He became the MP for the Langbaurgh constituency, as was, at a 1991 by-election, but lost the seat to the Conservative candidate in the 1992 election. Following re-organisation, he won his present constituency at the 1997 election. Before (and between) his periods of election, he worked in British Steel's Teesside Technical Centre as a research scientist, and an accomplished one. He took great pride in being an Indian-born MP representing a mainly white area and a Labour representative of a constituency with some history, in its various forms, of being a relative Conservative stronghold in the Labour-oriented North. His political interests reflected his expertise and passions, rather than a self-serving desire for power.

I worked at the same institution for a year, after finishing school in the summer of 1992 and before going to university in the autumn of 1993. (And two summers afterwards, as well.) For some of the time, I had the pleasure of working with Dr. Kumar, who was doing his day job in between his two periods of office. I was involved with modelling fluid flow dynamics. Dr. Kumar understood the science behind the fluid mechanics; to me, it was a fancy computer programme on a mainframe computer (running VMS), the like of which I would never get to play with (and that's how it felt, though we were all quite serious about it) again. I was quite tickled to read that, in internal transactions, the computer time I used in a year was valued in six figures.

A highlight was going to present at a conference for users of the fluid flow software in question; I went, as presenter, along with my boss, Dr. Kumar and one of Dr. Kumar's associates who understood the mathematics. I have happy memories of us all going out for an Indian meal in Harrogate afterwards. I had a thali, and my eyes were bigger than my stomach.

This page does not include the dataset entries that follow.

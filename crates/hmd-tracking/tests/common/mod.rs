//! Synthetic headset, camera and sensor streams shared by the integration tests.

use hmd_tracking::imu::RawImuSample;
use hmd_tracking::led::hamming_distance;
use hmd_tracking::{Blob, CameraIntrinsics, Marker};
use nalgebra::{Isometry3, Point3, Translation3, UnitQuaternion, Vector3};

pub fn init_logging() {
    let _ = env_logger::builder().is_test(true).try_init();
}

pub fn camera() -> CameraIntrinsics {
    CameraIntrinsics::new(600.0, 600.0, 320.0, 240.0, [640, 480])
}

/// First `n` codes (in increasing order) with 3..=7 bits set, bit 0 clear
/// and pairwise Hamming distance of at least 3.
///
/// A blob's first sighting has no predecessor, so slot 1 is decoded against
/// a dark slot 0; keeping bit 0 clear makes the first full code exact.
pub fn spread_codes(n: usize) -> Vec<u16> {
    let mut codes: Vec<u16> = Vec::with_capacity(n);
    for code in 0..1024u16 {
        if codes.len() == n {
            break;
        }
        let ones = code.count_ones();
        if code & 1 == 0 && (3..=7).contains(&ones) && codes.iter().all(|&c| hamming_distance(c, code) >= 3) {
            codes.push(code);
        }
    }
    codes
}

/// LEDs spread over the front cap of an ellipsoidal visor, emitting along
/// the surface normal (towards `-z`). All of them face the camera for every
/// pose of [`pose_at`].
pub fn headset(n: usize) -> Vec<Marker> {
    let (a, b, c) = (0.09, 0.06, 0.08);
    let golden = std::f64::consts::PI * (3.0 - 5.0_f64.sqrt());
    spread_codes(n)
        .into_iter()
        .enumerate()
        .map(|(k, pattern)| {
            let z = 1.0 - 0.7 * (k as f64 + 0.5) / n as f64;
            let r = (1.0 - z * z).sqrt();
            let phi = golden * k as f64;
            let position = Point3::new(a * r * phi.cos(), b * r * phi.sin(), -c * z);
            let normal = Vector3::new(position.x / (a * a), position.y / (b * b), position.z / (c * c));
            Marker {
                pattern,
                position,
                direction: normal,
            }
        })
        .collect()
}

/// Ground-truth model-to-camera pose at `frame`: a slow drift and turn.
pub fn pose_at(frame: u64) -> Isometry3<f64> {
    let t = frame as f64;
    Isometry3::from_parts(
        Translation3::new(0.02 + 0.0004 * t, -0.01, 0.8 - 0.0005 * t),
        UnitQuaternion::from_euler_angles(0.05, -0.1 + 0.002 * t, 0.03),
    )
}

/// Blobs for every LED facing the camera at `frame`, sized by its code bit.
pub fn blobs_at(markers: &[Marker], frame: u64) -> Vec<Blob> {
    let camera = camera();
    let pose = pose_at(frame);
    markers
        .iter()
        .filter_map(|m| {
            let p = pose * m.position;
            let d = pose.rotation * m.direction;
            if d.dot(&p.coords) >= 0.0 {
                return None;
            }
            let uv = camera.project(&p).filter(|uv| camera.contains(uv))?;
            let bright = (m.pattern >> (frame % 10)) & 1 == 1;
            Some(Blob::disc(uv, if bright { 4 } else { 3 }))
        })
        .collect()
}

/// Raw IMU reports of a device at rest: 4096 counts per g, gravity along
/// sensor `+z`, flux in the sensor X/Z plane.
pub fn resting_imu(warmup: usize, samples: usize) -> Vec<RawImuSample> {
    (0..warmup + samples)
        .map(|i| RawImuSample {
            accelerometer: [0, 0, 4096],
            gyroscope: [0, 0, 0],
            magnetometer: [300, 0, -500],
            time_stamp: (i as u32) * 1000,
            warmup: i < warmup,
        })
        .collect()
}
use serde::{Deserialize, Serialize};

use crate::state::DEFAULT_RING_CAPACITY;

/// Tuning of the orientation/position filter.
#[derive(Clone, Copy, Debug, PartialEq, Serialize, Deserialize)]
#[serde(default)]
pub struct TrackerParams {
    /// Fraction of the gradient-step angular rate fed into the gyro bias
    /// estimate (rad/s² per unit step).
    pub bias_drift_gain: f64,
    /// Magnitude of the normalized gradient step subtracted from the
    /// quaternion derivative (rad/s).
    pub orientation_drift_gain: f64,
    /// Include the magnetic-flux term in the correction gradient.
    pub use_magnetometer: bool,
    /// Gravity magnitude subtracted on the world vertical axis (m/s²).
    pub gravity: f64,
    /// Number of historical states kept for time alignment.
    pub ring_capacity: usize,
}

impl Default for TrackerParams {
    fn default() -> Self {
        Self {
            bias_drift_gain: 0.01,
            orientation_drift_gain: 0.1,
            use_magnetometer: true,
            gravity: 9.81,
            ring_capacity: DEFAULT_RING_CAPACITY,
        }
    }
}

My memories of working alongside Dr. Kumar are entirely positive; the phrases "young man" and "cool jazz" in his accent spring quickly to mind. I never saw him again after leaving British Steel, though I had no reason to - and any reason to re-establish contact and try to make some capital of our previous working relationship would have been a selfish one. His conduct is a large part of the reason why I have such time for the political process in general: evidently there are some noble, honourably inclined MPs out there. 53 is far too young for one of the good ones to go.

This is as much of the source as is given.